As part of the exercise, two Sea Harrier VTOL (vertical take-off and landing) jet fighters were ordered to take off from the “Illustrious” and seek out a French naval carrier. One of the pilots was a relatively inexperienced sub-lieutenant aged 25, Ian Watson, popularly known as “Soapy.” The other pilot was more experienced. Because the exercises were simulating war conditions, the two pilots had to maintain radio silence and keep their radars turned off.

After take-off, the two aircraft went their separate ways. They ascended to a fixed altitude and then surveyed the sea below, looking for the French vessel.

Two Royal Navy British Aerospace Sea Harrier FRS.1 from 800 Naval Air Squadron, assigned to the aircraft carrier HMS 'Illustrious (R06), approach the flight deck of the U.S. Navy aircraft carrier USS Dwight D. Eisenhower (CVN-69) (Public Domain / Wikipedia)
Two Royal Navy British Aerospace Sea Harrier FRS.1 from 800 Naval Air Squadron, assigned to the aircraft carrier HMS ‘Illustrious (R06), approach the flight deck of the U.S. Navy aircraft carrier USS Dwight D. Eisenhower (CVN-69)

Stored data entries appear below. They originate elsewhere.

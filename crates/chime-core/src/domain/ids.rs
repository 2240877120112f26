//! Domain identifiers (strongly-typed IDs).
//!
//! Task identifiers are opaque to this crate: the task list is owned by an
//! external store and we only observe it. ULID keeps locally-generated ids
//! (demos, tests) sortable by creation time without coordination.
//!
//! `Id<T>` は PhantomData のマーカー型で型安全性を提供します。

use serde::{Deserialize, Serialize};
use std::fmt;
use std::marker::PhantomData;
use ulid::Ulid;

/// Marker trait for identifier kinds.
///
/// Provides the prefix used by `Display` (e.g. "task-").
pub trait IdMarker: Send + Sync + 'static {
    fn prefix() -> &'static str;
}

/// Generic identifier over a ULID.
///
/// `T` is a zero-sized marker so distinct id kinds cannot be mixed up at
/// compile time.
#[repr(transparent)]
#[derive(Debug, Clone, Copy, PartialEq, Eq, Hash, PartialOrd, Ord, Serialize, Deserialize)]
pub struct Id<T: IdMarker> {
    ulid: Ulid,
    #[serde(skip)]
    _marker: PhantomData<T>,
}

impl<T: IdMarker> Id<T> {
    pub fn from_ulid(ulid: Ulid) -> Self {
        Self {
            ulid,
            _marker: PhantomData,
        }
    }

    pub fn as_ulid(&self) -> Ulid {
        self.ulid
    }
}

impl<T: IdMarker> From<Ulid> for Id<T> {
    fn from(ulid: Ulid) -> Self {
        Self::from_ulid(ulid)
    }
}

impl<T: IdMarker> fmt::Display for Id<T> {
    fn fmt(&self, f: &mut fmt::Formatter<'_>) -> fmt::Result {
        write!(f, "{}{}", T::prefix(), self.ulid)
    }
}

/// Marker for task identifiers.
#[derive(Debug, Clone, Copy, PartialEq, Eq, Hash, PartialOrd, Ord)]
pub enum TaskTag {}

impl IdMarker for TaskTag {
    fn prefix() -> &'static str {
        "task-"
    }
}

/// Identifier of a Task (the unit the classifier and scheduler observe).
pub type TaskId = Id<TaskTag>;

Meanwhile, sailing in the vicinity of the exercise, there was a container vessel – called the “Alraigo” – which was registered in Spain. It was en route to the capital of the Canary Islands, Tenerife, with a load of cargo in its containers.

Having completed his assignment, Watson dropped to a lower altitude and flew to the area where he intended to rendezvous with the more senior pilot. However, the other aircraft failed to materialize. Watson decided that he would have to make his way back to the Illustrious on his own. He turned on his radar and radio and used all the instruments at his disposal to navigate back, but he received no signals at all in return.

By this time, Watson was getting a bit worried about the level of fuel in his aircraft and the presence of nearby shipping lanes. He flew eastward until he picked up a blip on his radar. It turned out to be the Alraigo. With very little fuel left, he realised he would have to eject and ditch the aircraft; he planned to do this near the ship he was approaching, so that they could rescue him.

Watson made a close fly-past to attract the attention of the crew of the container ship. As he did this, he noticed that the containers effectively formed a platform large enough for him to attempt to land upon.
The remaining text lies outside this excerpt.